Give back every record exactly as written.

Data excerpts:
────────────────────
use axum::{http::StatusCode, response::{IntoResponse, Response}, Json};
use serde::Serialize;
use serde_json::{Map, Value};

use crate::AppResult;

/// The JSON envelope every endpoint answers with:
/// `{"code", "message"?, "kind"?, "data", ...extra}`.
#[derive(Debug)]
pub struct ApiResponse {
    status: StatusCode,
    message: Option<String>,
    kind: Option<&'static str>,
    data: Value,
    extra: Map<String, Value>,
}

#[derive(Serialize)]
struct Body<'a> {
    code: u16,
    #[serde(skip_serializing_if = "Option::is_none")]
    message: Option<&'a str>,
    #[serde(skip_serializing_if = "Option::is_none")]
    kind: Option<&'static str>,
    data: &'a Value,
    #[serde(flatten)]
    extra: &'a Map<String, Value>,
}

impl ApiResponse {
    pub fn ok<T: Serialize>(data: T) -> AppResult<ApiResponse> {
        Ok(ApiResponse {
            status: StatusCode::OK,
            message: None,
            kind: None,
            data: serde_json::to_value(data)?,
            extra: Map::new(),
        })
    }

    pub fn failure(status: StatusCode, kind: &'static str, message: impl Into<String>) -> ApiResponse {
        ApiResponse {
            status,
            message: Some(message.into()),
            kind: Some(kind),
            data: Value::String(String::new()),
            extra: Map::new(),
        }
    }

    pub fn with_status(mut self, status: StatusCode) -> Self {
        self.status = status;
        self
    }

    pub fn with_message(mut self, message: impl Into<String>) -> Self {
        self.message = Some(message.into());
        self
    }

    pub fn with_extra(mut self, key: &str, value: impl Into<Value>) -> Self {
        self.extra.insert(key.to_owned(), value.into());
        self
    }
}

impl IntoResponse for ApiResponse {
    fn into_response(self) -> Response {
        let body = Body {
            code: self.status.as_u16(),
            message: self.message.as_deref(),
            kind: self.kind,
            data: &self.data,
            extra: &self.extra,
        };
        (self.status, Json(body)).into_response()
    }
}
────────────────────
_Response to this task:_
use axum::{http::StatusCode, response::{IntoResponse, Response}, Json};
use serde::Serialize;
use serde_json::{Map, Value};

use crate::AppResult;

/// The JSON envelope every endpoint answers with:
/// `{"code", "message"?, "kind"?, "data", ...extra}`.
#[derive(Debug)]
pub struct ApiResponse {
    status: StatusCode,
    message: Option<String>,
    kind: Option<&'static str>,
    data: Value,
    extra: Map<String, Value>,
}

#[derive(Serialize)]
struct Body<'a> {
    code: u16,
    #[serde(skip_serializing_if = "Option::is_none")]
    message: Option<&'a str>,
    #[serde(skip_serializing_if = "Option::is_none")]
    kind: Option<&'static str>,
    data: &'a Value,
    #[serde(flatten)]
    extra: &'a Map<String, Value>,
}

impl ApiResponse {
    pub fn ok<T: Serialize>(data: T) -> AppResult<ApiResponse> {
        Ok(ApiResponse {
            status: StatusCode::OK,
            message: None,
            kind: None,
            data: serde_json::to_value(data)?,
            extra: Map::new(),
        })
    }

    pub fn failure(status: StatusCode, kind: &'static str, message: impl Into<String>) -> ApiResponse {
        ApiResponse {
            status,
            message: Some(message.into()),
            kind: Some(kind),
            data: Value::String(String::new()),
            extra: Map::new(),
        }
    }

    pub fn with_status(mut self, status: StatusCode) -> Self {
        self.status = status;
        self
    }

    pub fn with_message(mut self, message: impl Into<String>) -> Self {
        self.message = Some(message.into());
        self
    }

    pub fn with_extra(mut self, key: &str, value: impl Into<Value>) -> Self {
        self.extra.insert(key.to_owned(), value.into());
        self
    }
}

impl IntoResponse for ApiResponse {
    fn into_response(self) -> Response {
        let body = Body {
            code: self.status.as_u16(),
            message: self.message.as_deref(),
            kind: self.kind,
            data: &self.data,
            extra: &self.extra,
        };
        (self.status, Json(body)).into_response()
    }
}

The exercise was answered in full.